First I want to say, I am really behind and I apologize for that. For the sake of time, I will skip ahead to Day 25 and not fill the in between. Don't you just love the pictures of the peoples? This is one of my favorite people groups to look at. The are so beautiful.

The Gujjar tribe is scattered across the mountains and foothills of Pakistan and north India. Life there is beset with difficulties including poverty, illiteracy, lack of medical facilities, and dis empowerment. Traditionally, the Gujjar are nomadic herdsmen, looking after sheep, goats and water buffalo, though over the centuries some have taken up a sedentary, agricultural lifestyle. Others have given up migrating to pursue a better life in town with salaried employment and access to education and health care.
The Gujjar lifestyle has been disturbed by 15 years of militancy in the Indian state of Jammu and Kashmir. The mountain heights are no longer considered safe, and this has caused many Gujjars to give up migrating altogether. Other areas have been overgrazed, so that the migration routes no longer support the animal herds.
As the Gujjars move from a traditional lifestyle to a modern one, their culture is experiencing rapid change. Family relationships are struggling to adjust to a new social environment and traditional clothes are being replaced by modern ones.

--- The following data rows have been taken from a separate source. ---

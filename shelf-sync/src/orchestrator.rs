//! Sync orchestrator: one run of scan, plan, upload, persist.
//!
//! ```text
//! INIT → SCAN → PLAN → UPLOAD(1..N) → PERSIST → DONE
//!   └──────────┴──────┴──────────────┴─────────→ FAILED
//! ```
//!
//! The cache is only advanced for files whose remote write was confirmed,
//! and it is written once, after every upload has been attempted.

use std::fmt;
use std::path::PathBuf;
use std::sync::atomic::{AtomicBool, Ordering};
use std::sync::Arc;
use std::time::Duration;

use chrono::Local;

use shelf_core::config::COMMIT_DATE_FORMAT;
use shelf_core::{
    FailedFile, FailureKind, FileRecord, PlanEntry, RepoPath, ScanWarning, SyncConfig, SyncPlan,
    SyncResult, SyncedFile, UploadAction,
};

use crate::cache::{fingerprint_of, ChangeCache, LoadStatus};
use crate::error::SyncError;
use crate::remote::{RemoteError, RemoteRepository};
use crate::retry::with_retry;
use crate::scanner::{ScanRules, Scanner};

/// Where a run currently is.
#[derive(Debug, Clone, Copy, PartialEq, Eq)]
pub enum RunPhase {
    Init,
    Scan,
    Plan,
    /// Uploading file `index` (1-based) of `total`.
    Upload { index: usize, total: usize },
    Persist,
    Done,
    Failed,
}

impl fmt::Display for RunPhase {
    fn fmt(&self, f: &mut fmt::Formatter<'_>) -> fmt::Result {
        match self {
            RunPhase::Init => write!(f, "init"),
            RunPhase::Scan => write!(f, "scan"),
            RunPhase::Plan => write!(f, "plan"),
            RunPhase::Upload { index, total } => write!(f, "upload {index}/{total}"),
            RunPhase::Persist => write!(f, "persist"),
            RunPhase::Done => write!(f, "done"),
            RunPhase::Failed => write!(f, "failed"),
        }
    }
}

/// Output of the read-only half of a run.
#[derive(Debug, Clone)]
pub struct PlanReport {
    pub plan: SyncPlan,
    pub warnings: Vec<ScanWarning>,
    /// Set when the cache on disk could not be used.
    pub cache_corrupt: bool,
}

/// Output of a full run.
#[derive(Debug, Clone)]
pub struct SyncReport {
    pub plan: SyncPlan,
    pub warnings: Vec<ScanWarning>,
    pub cache_corrupt: bool,
    pub result: SyncResult,
    /// The remote repository did not exist and was created by this run.
    pub repository_created: bool,
}

/// Per-file upload outcome, accumulated into [`SyncResult`].
enum UploadOutcome {
    Synced(UploadAction),
    Failed(FailureKind, String),
    /// The credential was rejected; the run cannot continue.
    Fatal(RemoteError),
}

type Sleeper<'a> = Box<dyn FnMut(Duration) + 'a>;

pub struct Orchestrator<'a> {
    config: &'a SyncConfig,
    root: PathBuf,
    cache_path: PathBuf,
    remote: &'a dyn RemoteRepository,
    cancel: Option<Arc<AtomicBool>>,
    sleep: Sleeper<'a>,
    phase: RunPhase,
}

impl<'a> Orchestrator<'a> {
    /// `root` is the resolved library directory; `cache_path` the cache document.
    pub fn new(
        config: &'a SyncConfig,
        root: impl Into<PathBuf>,
        cache_path: impl Into<PathBuf>,
        remote: &'a dyn RemoteRepository,
    ) -> Self {
        Self {
            config,
            root: root.into(),
            cache_path: cache_path.into(),
            remote,
            cancel: None,
            sleep: Box::new(std::thread::sleep),
            phase: RunPhase::Init,
        }
    }

    /// Stop before the next file once `flag` is set.
    pub fn with_cancel_flag(mut self, flag: Arc<AtomicBool>) -> Self {
        self.cancel = Some(flag);
        self
    }

    /// Replace the backoff sleep (tests record delays instead of waiting).
    pub fn with_sleeper(mut self, sleep: impl FnMut(Duration) + 'a) -> Self {
        self.sleep = Box::new(sleep);
        self
    }

    pub fn phase(&self) -> RunPhase {
        self.phase
    }

    /// Dry run: INIT → SCAN → PLAN. No remote calls, no cache writes.
    pub fn plan(&mut self) -> Result<PlanReport, SyncError> {
        self.phase = RunPhase::Init;
        let cache = ChangeCache::load(&self.cache_path);
        let (plan, warnings) = self.scan_and_plan(&cache).inspect_err(|_| self.fail())?;

        for entry in &plan.entries {
            match entry {
                PlanEntry::Create(r) => tracing::info!("[dry-run] would create: {}", r.path),
                PlanEntry::Update(r) => tracing::info!("[dry-run] would update: {}", r.path),
                PlanEntry::Unchanged(p) => tracing::info!("[dry-run] unchanged: {p}"),
            }
        }
        tracing::info!(
            "[dry-run] plan: {} to create, {} to update, {} unchanged, {} skipped",
            plan.to_create().count(),
            plan.to_update().count(),
            plan.unchanged().count(),
            warnings.len(),
        );

        self.phase = RunPhase::Done;
        Ok(PlanReport {
            plan,
            warnings,
            cache_corrupt: matches!(cache.status(), LoadStatus::Corrupt(_)),
        })
    }

    /// Full run. Per-file failures land in `result.failed`; only fatal errors
    /// return `Err`.
    pub fn run(&mut self) -> Result<SyncReport, SyncError> {
        self.phase = RunPhase::Init;
        let mut cache = ChangeCache::load(&self.cache_path);
        let cache_corrupt = matches!(cache.status(), LoadStatus::Corrupt(_));

        let repository_created = self.ensure_repository().inspect_err(|_| self.fail())?;
        let (plan, warnings) = self.scan_and_plan(&cache).inspect_err(|_| self.fail())?;

        let result = match self.upload(&plan, &mut cache) {
            Ok(result) => result,
            Err(err) => {
                // Keep what was confirmed before the credential was rejected.
                self.phase = RunPhase::Persist;
                if let Err(persist) = cache.save() {
                    tracing::error!("failed to persist cache after abort: {persist}");
                }
                self.fail();
                return Err(err);
            }
        };

        self.phase = RunPhase::Persist;
        cache.save().map_err(|e| {
            self.fail();
            SyncError::Persist {
                path: self.cache_path.clone(),
                source: Box::new(e),
            }
        })?;

        tracing::info!(
            "sync complete: {} created, {} updated, {} unchanged, {} failed, {} skipped",
            result.count(UploadAction::Created),
            result.count(UploadAction::Updated),
            plan.unchanged().count(),
            result.failed.len(),
            warnings.len(),
        );

        self.phase = RunPhase::Done;
        Ok(SyncReport {
            plan,
            warnings,
            cache_corrupt,
            result,
            repository_created,
        })
    }

    fn fail(&mut self) {
        self.phase = RunPhase::Failed;
    }

    fn ensure_repository(&mut self) -> Result<bool, SyncError> {
        let remote = self.remote;
        let created = with_retry(
            &self.config.retry,
            "ensure repository",
            &mut *self.sleep,
            || remote.ensure_repository(),
        )
        .map_err(|err| match err {
            RemoteError::Auth(_) => SyncError::Auth(err),
            other => SyncError::Repository(other),
        })?;
        if created {
            tracing::info!(
                "created remote repository {}/{}",
                self.config.owner,
                self.config.repo
            );
        }
        Ok(created)
    }

    fn scan_and_plan(
        &mut self,
        cache: &ChangeCache,
    ) -> Result<(SyncPlan, Vec<ScanWarning>), SyncError> {
        self.phase = RunPhase::Scan;
        let scanner = Scanner::new(&self.root, ScanRules::from_config(self.config))?;
        let (records, warnings) = scanner.scan();

        self.phase = RunPhase::Plan;
        Ok((build_plan(cache, records), warnings))
    }

    fn upload(
        &mut self,
        plan: &SyncPlan,
        cache: &mut ChangeCache,
    ) -> Result<SyncResult, SyncError> {
        let date = Local::now().format(COMMIT_DATE_FORMAT).to_string();
        let total = plan.pending();
        let mut result = SyncResult::default();
        let mut index = 0;

        for entry in &plan.entries {
            let (record, planned) = match entry {
                PlanEntry::Create(r) => (r, UploadAction::Created),
                PlanEntry::Update(r) => (r, UploadAction::Updated),
                PlanEntry::Unchanged(path) => {
                    tracing::info!("unchanged: {path}");
                    continue;
                }
            };

            if self.cancelled() {
                result.not_attempted.push(record.path.clone());
                continue;
            }

            index += 1;
            self.phase = RunPhase::Upload { index, total };

            match self.upload_one(record, planned, &date, cache) {
                UploadOutcome::Synced(action) => {
                    tracing::info!("{action}: {}", record.path);
                    result.succeeded.push(SyncedFile {
                        path: record.path.clone(),
                        action,
                    });
                }
                UploadOutcome::Failed(kind, message) => {
                    tracing::warn!("failed: {} ({kind}): {message}", record.path);
                    result.failed.push(FailedFile {
                        path: record.path.clone(),
                        kind,
                        message,
                    });
                }
                UploadOutcome::Fatal(err) => {
                    tracing::error!("aborting run at {}: {err}", record.path);
                    return Err(SyncError::Auth(err));
                }
            }
        }

        if !result.not_attempted.is_empty() {
            tracing::warn!(
                "run cancelled; {} file(s) left for the next run",
                result.not_attempted.len()
            );
        }
        Ok(result)
    }

    fn upload_one(
        &mut self,
        record: &FileRecord,
        planned: UploadAction,
        date: &str,
        cache: &mut ChangeCache,
    ) -> UploadOutcome {
        // Read again: the committed fingerprint must describe the bytes sent.
        let content = match std::fs::read(&record.absolute_path) {
            Ok(content) => content,
            Err(err) => return UploadOutcome::Failed(FailureKind::Read, err.to_string()),
        };
        let fingerprint = fingerprint_of(&content);
        let message = self.config.commit_message(date, record.path.as_str());
        let remote = self.remote;
        let retry = &self.config.retry;

        // Creates read remote state too: a path that already exists remotely
        // (lost cache, upload never persisted) is overwritten, not stuck.
        let label = format!("get {}", record.path);
        let previous = match with_retry(retry, &label, &mut *self.sleep, || {
            remote.current_hash(&record.path)
        }) {
            Ok(hash) => hash,
            Err(err) => return remote_failure(err),
        };
        let action = match (planned, &previous) {
            (UploadAction::Updated, None) => {
                tracing::info!("{} missing remotely; recreating", record.path);
                UploadAction::Created
            }
            _ => planned,
        };

        let label = format!("put {}", record.path);
        match with_retry(retry, &label, &mut *self.sleep, || {
            remote.put_file(&record.path, &content, previous.as_deref(), &message)
        }) {
            Ok(_) => {
                cache.commit(record.path.clone(), fingerprint);
                UploadOutcome::Synced(action)
            }
            Err(err) => remote_failure(err),
        }
    }

    fn cancelled(&self) -> bool {
        self.cancel
            .as_ref()
            .is_some_and(|flag| flag.load(Ordering::SeqCst))
    }
}

fn remote_failure(err: RemoteError) -> UploadOutcome {
    match err {
        RemoteError::Auth(_) => UploadOutcome::Fatal(err),
        other => UploadOutcome::Failed(other.kind(), other.to_string()),
    }
}

/// Partition scanned records against the cache, preserving scan order.
pub fn build_plan(cache: &ChangeCache, records: Vec<FileRecord>) -> SyncPlan {
    let entries = records
        .into_iter()
        .map(|record| {
            if !cache.is_changed(&record) {
                PlanEntry::Unchanged(record.path)
            } else if cache.get(&record.path).is_some() {
                PlanEntry::Update(record)
            } else {
                PlanEntry::Create(record)
            }
        })
        .collect();
    SyncPlan { entries }
}

/// Paths of a plan partition, for reporting.
pub fn paths<'p>(records: impl Iterator<Item = &'p FileRecord>) -> Vec<RepoPath> {
    records.map(|r| r.path.clone()).collect()
}
//! Blocking GitHub contents-API client.

use std::io;

use base64::engine::general_purpose::STANDARD;
use base64::Engine as _;
use serde::de::DeserializeOwned;
use serde::Deserialize;
use serde_json::json;

use shelf_core::{RepoPath, SyncConfig};
use shelf_sync::{RemoteError, RemoteRepository};

use crate::status::{classify, error_message, Operation, RateLimitHeaders};

pub const DEFAULT_API_BASE: &str = "https://api.github.com";
pub const API_VERSION: &str = "2022-11-28";
const ACCEPT: &str = "application/vnd.github+json";

#[derive(Deserialize)]
struct ContentEntry {
    sha: String,
}

#[derive(Deserialize)]
struct PutResponse {
    content: ContentEntry,
}

/// [`RemoteRepository`] backed by one GitHub repository and branch.
#[derive(Clone)]
pub struct GitHubClient {
    agent: ureq::Agent,
    api_base: String,
    token: String,
    owner: String,
    repo: String,
    branch: String,
    private: bool,
}

impl GitHubClient {
    pub fn new(config: &SyncConfig) -> Self {
        let agent = ureq::AgentBuilder::new()
            .timeout(config.request_timeout())
            .user_agent(&user_agent())
            .build();
        Self {
            agent,
            api_base: DEFAULT_API_BASE.to_string(),
            token: config.github_token.clone(),
            owner: config.owner.clone(),
            repo: config.repo.clone(),
            branch: config.branch.clone(),
            private: config.create_private,
        }
    }

    /// Point the client at another API root (GitHub Enterprise, tests).
    pub fn with_api_base(mut self, base: impl Into<String>) -> Self {
        self.api_base = base.into().trim_end_matches('/').to_string();
        self
    }

    pub fn repo_url(&self) -> String {
        format!(
            "{}/repos/{}/{}",
            self.api_base,
            urlencoding::encode(&self.owner),
            urlencoding::encode(&self.repo)
        )
    }

    /// Contents URL for `path`, each segment percent-encoded.
    pub fn contents_url(&self, path: &RepoPath) -> String {
        let encoded: Vec<_> = path
            .as_str()
            .split('/')
            .map(|segment| urlencoding::encode(segment).into_owned())
            .collect();
        format!("{}/contents/{}", self.repo_url(), encoded.join("/"))
    }

    fn request(&self, method: &str, url: &str) -> ureq::Request {
        self.agent
            .request(method, url)
            .set("Authorization", &format!("Bearer {}", self.token))
            .set("Accept", ACCEPT)
            .set("X-GitHub-Api-Version", API_VERSION)
    }

    fn create_repository(&self) -> Result<(), RemoteError> {
        let url = format!("{}/user/repos", self.api_base);
        let payload = json!({
            "name": self.repo,
            "private": self.private,
            "auto_init": true,
        });
        self.request("POST", &url)
            .send_json(payload)
            .map_err(|e| into_remote(e, Operation::CreateRepository))?;
        Ok(())
    }
}

impl RemoteRepository for GitHubClient {
    fn ensure_repository(&self) -> Result<bool, RemoteError> {
        match self.request("GET", &self.repo_url()).call() {
            Ok(_) => Ok(false),
            Err(ureq::Error::Status(404, _)) => {
                tracing::info!("repository {}/{} not found; creating", self.owner, self.repo);
                self.create_repository()?;
                Ok(true)
            }
            Err(err) => Err(into_remote(err, Operation::Read)),
        }
    }

    fn current_hash(&self, path: &RepoPath) -> Result<Option<String>, RemoteError> {
        let resp = self
            .request("GET", &self.contents_url(path))
            .query("ref", &self.branch)
            .call();
        match resp {
            Ok(resp) => decode::<ContentEntry>(resp).map(|entry| Some(entry.sha)),
            Err(ureq::Error::Status(404, _)) => Ok(None),
            Err(err) => Err(into_remote(err, Operation::Read)),
        }
    }

    fn put_file(
        &self,
        path: &RepoPath,
        content: &[u8],
        previous: Option<&str>,
        message: &str,
    ) -> Result<String, RemoteError> {
        let payload = put_payload(content, previous, message, &self.branch);
        let resp = self
            .request("PUT", &self.contents_url(path))
            .send_json(payload)
            .map_err(|e| into_remote(e, Operation::Write))?;
        decode::<PutResponse>(resp).map(|r| r.content.sha)
    }
}

pub fn user_agent() -> String {
    format!("shelf/{}", env!("CARGO_PKG_VERSION"))
}

/// Body of a contents-API PUT. `sha` is present only for updates.
pub fn put_payload(
    content: &[u8],
    previous: Option<&str>,
    message: &str,
    branch: &str,
) -> serde_json::Value {
    let mut payload = json!({
        "message": message,
        "content": STANDARD.encode(content),
        "branch": branch,
    });
    if let Some(sha) = previous {
        payload["sha"] = json!(sha);
    }
    payload
}

fn decode<T: DeserializeOwned>(resp: ureq::Response) -> Result<T, RemoteError> {
    let status = resp.status();
    resp.into_json::<T>().map_err(|err| {
        if is_timeout(&err) {
            RemoteError::Timeout(err.to_string())
        } else {
            RemoteError::Api {
                status,
                message: format!("unexpected response body: {err}"),
            }
        }
    })
}

fn into_remote(err: ureq::Error, op: Operation) -> RemoteError {
    match err {
        ureq::Error::Status(status, resp) => {
            let headers = RateLimitHeaders::from_response(&resp);
            let body = resp.into_string().unwrap_or_default();
            classify(
                status,
                op,
                &headers,
                error_message(&body),
                chrono::Utc::now().timestamp(),
            )
        }
        ureq::Error::Transport(transport) => {
            let timed_out = std::error::Error::source(&transport)
                .and_then(|source| source.downcast_ref::<io::Error>())
                .is_some_and(is_timeout);
            let message = transport.to_string();
            if timed_out || message.contains("timed out") {
                RemoteError::Timeout(message)
            } else {
                RemoteError::Transport(message)
            }
        }
    }
}

fn is_timeout(err: &io::Error) -> bool {
    matches!(
        err.kind(),
        io::ErrorKind::TimedOut | io::ErrorKind::WouldBlock
    )
}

The past 15 years have been turbulent times for the Gujjar people, and an assortment of external pressures has led to an increased receptivity among the younger generations. many young Gujjars have begun to question the worldview, religious beliefs and practices of their elders. They are looking for real spiritual answers.
We can PRAY:
*Pray that the Lord will send additional workers to the Gujjar.
*At present there is no Gujjar Bible, but a translation is in process. Pray that Gujjars of all dialects will be able to understand it. Pray also for audio/oral Bibles in the Gujjar language, as most are illiterate.
*Pray for the fellowship and spiritual growth of the few Gujjar believers as they organize themselves into fellowships.